Credit Nick Woodward / MPBN
/
MPBN
Evan Graves practices running the route.

Other runners will join him for part of the way, jumping in from Jupiter, Saturn, and Mars, as Graves sets the pace to the home planet. In his hand will be a thumb drive, which symbolizes the images traveling at the speed of light from the New Horizons craft into NASA's monitors, where scientists impatiently wait.

And things are looking good; after a getting a gravity boost from Jupiter, scientists say there's practically no chance that New Horizons will careen off course, or go somewhere it shouldn't.

"We're not going to miss," says Alan Stern. "We're currently on a track that's so accurate that if I compared it to a trip from Los Angeles to New York it would be like flying through a bulls-eye the size of a marble."

No one has more riding on the mission than Stern, who is leading the New Horizons expedition and the team 200 scientists working on it. The craft, he says, can take on data like a "fire hose."  It will collect so much data on the close fly by, that only about 1 percent of it can be sent home in any single day.

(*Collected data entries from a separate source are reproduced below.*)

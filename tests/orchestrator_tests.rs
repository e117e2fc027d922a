use parking_lot::Mutex;
use specgen::generator::GenerationSettings;
use specgen::orchestrator::{FnGenerator, Generator, Orchestrator, Priority, ProgressEvent};
use specgen::spec::ApiModel;
use specgen::storage::{MemoryStorage, Storage};
use std::path::Path;
use std::sync::Arc;
use std::thread;
use std::time::Duration;

type Log = Arc<Mutex<Vec<String>>>;

fn traced(name: &'static str, priority: Priority, log: &Log, pause: u64) -> Box<dyn Generator> {
    let log = Arc::clone(log);
    Box::new(FnGenerator::new(name, priority, move |ctx| {
        log.lock().push(format!("start {name}"));
        thread::sleep(Duration::from_millis(pause));
        ctx.storage
            .write_file(Path::new(&format!("{name}.out")), name.as_bytes())?;
        log.lock().push(format!("end {name}"));
        Ok(())
    }))
}

fn position(log: &[String], entry: &str) -> usize {
    log.iter().position(|e| e == entry).unwrap()
}

#[test]
fn test_tier_completes_before_next_starts() {
    let log: Log = Arc::new(Mutex::new(Vec::new()));
    let storage = MemoryStorage::new("out");
    let mut orchestrator = Orchestrator::new();
    // registered out of tier order on purpose
    orchestrator
        .register(traced("C", Priority::Last, &log, 1))
        .register(traced("A", Priority::First, &log, 40))
        .register(traced("B", Priority::First, &log, 5))
        .register(traced("D", Priority::Final, &log, 1));

    let summary = orchestrator
        .run(&ApiModel::default(), &storage, &GenerationSettings::default())
        .unwrap();
    assert_eq!(summary.executed, vec!["A", "B", "C", "D"]);
    assert_eq!(summary.tiers, 3);

    let log = log.lock();
    let c_start = position(&log, "start C");
    assert!(position(&log, "end A") < c_start);
    assert!(position(&log, "end B") < c_start);
    assert!(position(&log, "end C") < position(&log, "start D"));
    // A and B share a tier, so B starts before the slow A finishes
    assert!(position(&log, "start B") < position(&log, "end A"));
}

#[test]
fn test_only_filter_runs_named_generators() {
    let events = Arc::new(Mutex::new(Vec::new()));
    let sink = Arc::clone(&events);
    let log: Log = Arc::new(Mutex::new(Vec::new()));
    let storage = MemoryStorage::new("out");
    let mut orchestrator = Orchestrator::new().with_progress(Arc::new(move |e: &ProgressEvent| {
        sink.lock().push(e.clone());
    }));
    orchestrator
        .register(traced("A", Priority::First, &log, 0))
        .register(traced("B", Priority::Normal, &log, 0))
        .register(traced("C", Priority::Last, &log, 0));
    let orchestrator = orchestrator.with_only("A, missing");

    let summary = orchestrator
        .run(&ApiModel::default(), &storage, &GenerationSettings::default())
        .unwrap();
    assert_eq!(summary.executed, vec!["A"]);
    assert!(storage.exists(Path::new("A.out")));
    assert!(!storage.exists(Path::new("B.out")));
    assert!(!storage.exists(Path::new("C.out")));

    let events = events.lock();
    assert_eq!(
        *events,
        vec![
            ProgressEvent::Start { total: 1 },
            ProgressEvent::GeneratorStart {
                name: "A".to_string(),
                index: 1,
                total: 1,
            },
            ProgressEvent::GeneratorDone {
                name: "A".to_string(),
                index: 1,
                total: 1,
            },
            ProgressEvent::Done { total: 1 },
        ]
    );
    assert!(!events.iter().any(|e| matches!(
        e,
        ProgressEvent::GeneratorStart { name, .. } | ProgressEvent::GeneratorDone { name, .. }
            if name != "A"
    )));
}

#[test]
fn test_empty_selection_is_a_noop() {
    let log: Log = Arc::new(Mutex::new(Vec::new()));
    let storage = MemoryStorage::new("out");
    let mut orchestrator = Orchestrator::new();
    orchestrator.register(traced("A", Priority::First, &log, 0));
    let orchestrator = orchestrator.with_only("nothing");

    let summary = orchestrator
        .run(&ApiModel::default(), &storage, &GenerationSettings::default())
        .unwrap();
    assert!(summary.executed.is_empty());
    assert_eq!(summary.tiers, 0);
    assert!(storage.is_empty());
}

#[test]
fn test_failure_is_attributed_and_reported() {
    let events = Arc::new(Mutex::new(Vec::new()));
    let sink = Arc::clone(&events);
    let log: Log = Arc::new(Mutex::new(Vec::new()));
    let storage = MemoryStorage::new("out");

    let mut orchestrator = Orchestrator::new().with_progress(Arc::new(move |e: &ProgressEvent| {
        sink.lock().push(e.clone());
    }));
    orchestrator
        .register(traced("A", Priority::First, &log, 0))
        .register(Box::new(FnGenerator::new("sql", Priority::Normal, |_| {
            anyhow::bail!("no table for Draft")
        })))
        .register(traced("C", Priority::Last, &log, 0));

    let err = orchestrator
        .run(&ApiModel::default(), &storage, &GenerationSettings::default())
        .unwrap_err();
    assert_eq!(err.generator(), "sql");
    assert!(err.to_string().contains("no table for Draft"));
    assert!(!storage.exists(Path::new("C.out")));

    let events = events.lock();
    assert_eq!(events.first(), Some(&ProgressEvent::Start { total: 3 }));
    assert!(events.iter().any(|e| matches!(
        e,
        ProgressEvent::GeneratorDone { name, index: 1, total: 3 } if name == "A"
    )));
    assert!(matches!(
        events.last(),
        Some(ProgressEvent::Error { generator, message }) if generator == "sql" && message.contains("Draft")
    ));
}
use anyhow::Context;
use std::path::Path;
use std::process::Command;
use tracing::debug;

/// Run `gofmt -w .` in `dir`.
///
/// `SPECGEN_GOFMT_BIN` overrides the binary, which lets tests substitute a stub.
pub fn format_project(dir: &Path) -> anyhow::Result<()> {
    let gofmt = std::env::var("SPECGEN_GOFMT_BIN").unwrap_or_else(|_| "gofmt".to_string());
    debug!(dir = %dir.display(), gofmt = %gofmt, "formatting generated code");

    let status = Command::new(&gofmt)
        .arg("-w")
        .arg(".")
        .current_dir(dir)
        .status()
        .with_context(|| format!("failed to run {gofmt}"))?;
    if !status.success() {
        anyhow::bail!("{gofmt} failed with {status}");
    }
    Ok(())
}
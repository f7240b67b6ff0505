//! IS / IS NOT operator implementations
//!
//! Unlike the ordinary comparisons, IS treats null as a value: two nulls
//! are the same, a null and a non-null are not, and the result is never
//! null.

use super::helpers::validate_comparison;
use super::traits::BinaryOperator;
use crate::error::Result;
use crate::types::{DataType, Value};
use std::cmp::Ordering;

pub struct IsOperator;
pub struct IsNotOperator;

fn is_same(left: &Value, right: &Value) -> Result<bool> {
    match (left.is_null(), right.is_null()) {
        (true, true) => Ok(true),
        (true, false) | (false, true) => Ok(false),
        (false, false) => Ok(super::compare(left, right)? == Ordering::Equal),
    }
}

impl BinaryOperator for IsOperator {
    fn name(&self) -> &'static str {
        "IS comparison"
    }

    fn symbol(&self) -> &'static str {
        "IS"
    }

    fn validate(&self, left: &DataType, right: &DataType) -> Result<DataType> {
        validate_comparison(left, right)
    }

    fn execute(&self, left: &Value, right: &Value) -> Result<Value> {
        Ok(Value::boolean(is_same(left, right)?))
    }
}

impl BinaryOperator for IsNotOperator {
    fn name(&self) -> &'static str {
        "IS NOT comparison"
    }

    fn symbol(&self) -> &'static str {
        "IS NOT"
    }

    fn validate(&self, left: &DataType, right: &DataType) -> Result<DataType> {
        validate_comparison(left, right)
    }

    fn execute(&self, left: &Value, right: &Value) -> Result<Value> {
        Ok(Value::boolean(!is_same(left, right)?))
    }
}
//! Shared fixtures for the reduction tests

// not every test binary uses every fixture
#![allow(dead_code)]

use async_trait::async_trait;
use basalt::{
    DataType, Error, Expression, Invocation, MethodDescriptor, MethodLookup, MethodResolver,
    QualifiedName, ReduceContext, ReferenceResolver, Value, VariableResolver,
};
use parking_lot::Mutex;
use std::collections::HashMap;

/// Map-backed reference resolver. Assignments are recorded so tests can
/// observe them.
#[derive(Default)]
pub struct MapReferences {
    values: HashMap<String, Value>,
    pub assigned: Mutex<HashMap<String, Value>>,
}

impl MapReferences {
    pub fn new(entries: Vec<(&str, Value)>) -> MapReferences {
        MapReferences {
            values: entries
                .into_iter()
                .map(|(name, value)| (name.to_string(), value))
                .collect(),
            assigned: Mutex::new(HashMap::new()),
        }
    }
}

#[async_trait]
impl ReferenceResolver for MapReferences {
    async fn resolve(&self, name: &QualifiedName) -> Result<Option<Value>, Error> {
        Ok(self.values.get(&name.to_string()).cloned())
    }

    fn reference_type(&self, name: &QualifiedName) -> Option<DataType> {
        self.values.get(&name.to_string()).map(|v| v.data_type())
    }

    async fn assign(&self, name: &QualifiedName, value: Value) -> Result<(), Error> {
        self.assigned.lock().insert(name.to_string(), value);
        Ok(())
    }
}

/// In-memory session variables.
#[derive(Default)]
pub struct MemoryVariables {
    values: Mutex<HashMap<String, Value>>,
}

impl MemoryVariables {
    pub fn new(entries: Vec<(&str, Value)>) -> MemoryVariables {
        MemoryVariables {
            values: Mutex::new(
                entries
                    .into_iter()
                    .map(|(name, value)| (name.to_string(), value))
                    .collect(),
            ),
        }
    }

    pub fn get(&self, name: &str) -> Option<Value> {
        self.values.lock().get(name).cloned()
    }
}

#[async_trait]
impl VariableResolver for MemoryVariables {
    async fn value_of(&self, name: &str) -> Result<Option<Value>, Error> {
        Ok(self.values.lock().get(name).cloned())
    }

    async fn assign(&self, name: &str, value: Value) -> Result<(), Error> {
        self.values.lock().insert(name.to_string(), value);
        Ok(())
    }

    fn variable_type(&self, name: &str) -> Option<DataType> {
        self.values.lock().get(name).map(|v| v.data_type())
    }
}

/// Scripted method resolver: each registered name returns a fixed value
/// and every invocation is recorded, so tests can assert on side-effect
/// order. A few magic names exercise the failure lookups.
#[derive(Default)]
pub struct ScriptedMethods {
    results: HashMap<String, Value>,
    pub calls: Mutex<Vec<String>>,
}

impl ScriptedMethods {
    pub fn new(entries: Vec<(&str, Value)>) -> ScriptedMethods {
        ScriptedMethods {
            results: entries
                .into_iter()
                .map(|(name, value)| (name.to_string(), value))
                .collect(),
            calls: Mutex::new(Vec::new()),
        }
    }

    pub fn call_order(&self) -> Vec<String> {
        self.calls.lock().clone()
    }
}

#[async_trait]
impl MethodResolver for ScriptedMethods {
    fn resolve(&self, invocation: &Invocation) -> MethodLookup {
        match invocation.name.name.as_str() {
            "AMBIG" => MethodLookup::Ambiguous,
            "PROC" => MethodLookup::NotAFunction,
            "MISMATCH" => MethodLookup::ArgumentMismatch("scripted mismatch".into()),
            name => match self.results.get(name) {
                Some(value) => MethodLookup::Found(MethodDescriptor {
                    name: invocation.name.clone(),
                    returns: value.data_type(),
                }),
                None => MethodLookup::NotFound,
            },
        }
    }

    async fn invoke(
        &self,
        method: &MethodDescriptor,
        _invocation: &Invocation,
        _ctx: &ReduceContext<'_>,
    ) -> Result<Expression, Error> {
        self.calls.lock().push(method.name.to_string());
        let value = self
            .results
            .get(&method.name.name)
            .cloned()
            .ok_or_else(|| Error::FunctionNotFound(method.name.to_string()))?;
        Ok(Expression::constant(value))
    }
}

/// A function call with a recordable side effect.
pub fn call(name: &str) -> Expression {
    Expression::function(QualifiedName::bare(name), vec![])
}

pub fn int(value: i64) -> Expression {
    Expression::constant(Value::integer(value))
}

pub fn null() -> Expression {
    Expression::constant(Value::Null)
}
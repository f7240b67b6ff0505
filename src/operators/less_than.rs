//! Less-than comparison operator implementation

use super::helpers::validate_comparison;
use super::traits::BinaryOperator;
use crate::error::Result;
use crate::types::{DataType, Value};
use std::cmp::Ordering;

pub struct LessThanOperator;

impl BinaryOperator for LessThanOperator {
    fn name(&self) -> &'static str {
        "less-than"
    }

    fn symbol(&self) -> &'static str {
        "<"
    }

    fn validate(&self, left: &DataType, right: &DataType) -> Result<DataType> {
        validate_comparison(left, right)
    }

    fn execute(&self, left: &Value, right: &Value) -> Result<Value> {
        if left.is_null() || right.is_null() {
            return Ok(Value::Null);
        }
        Ok(Value::boolean(
            super::compare(left, right)? == Ordering::Less,
        ))
    }
}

"The data will keep raining down, day after day and week after week, and we'll be making new discoveries about Pluto and its moons, the origin of the solar system across the rest of this year and much of next year," Stern says. "It's like Christmas every day."

But perhaps no one is more excited over what will be revealed from the New Horizons mission than University of Maine at Presque Isle science professor, and space fan, Kevin McCartney. "Send me to Mars!"

"Would you really like to go to space?" I ask.

"I would love to go to space," he says, "and I think, as human beings, we all want to explore and do things new."

McCartney was instrumental in getting the Aroostook solar system model built in the first place. He's also the driving force behind Wednesday's light-speed dash. And each year, McCartney holds holds an event called "Planet Head Day" where he and other participants shave their heads and paint them like the planets of our solar system.

"I always have my head painted as Pluto," he says, "but the artist who paints my head can do whatever they want because we do not know what Pluto looks like. And so when we get that signal that will be the first clear shot we'll have of the surface features of Pluto. Ever."

The New Horizons craft is expected to reach its closest fly-by position to Pluto at approximately 10 minutes before 8:00 Tuesday morning. And then the race is on.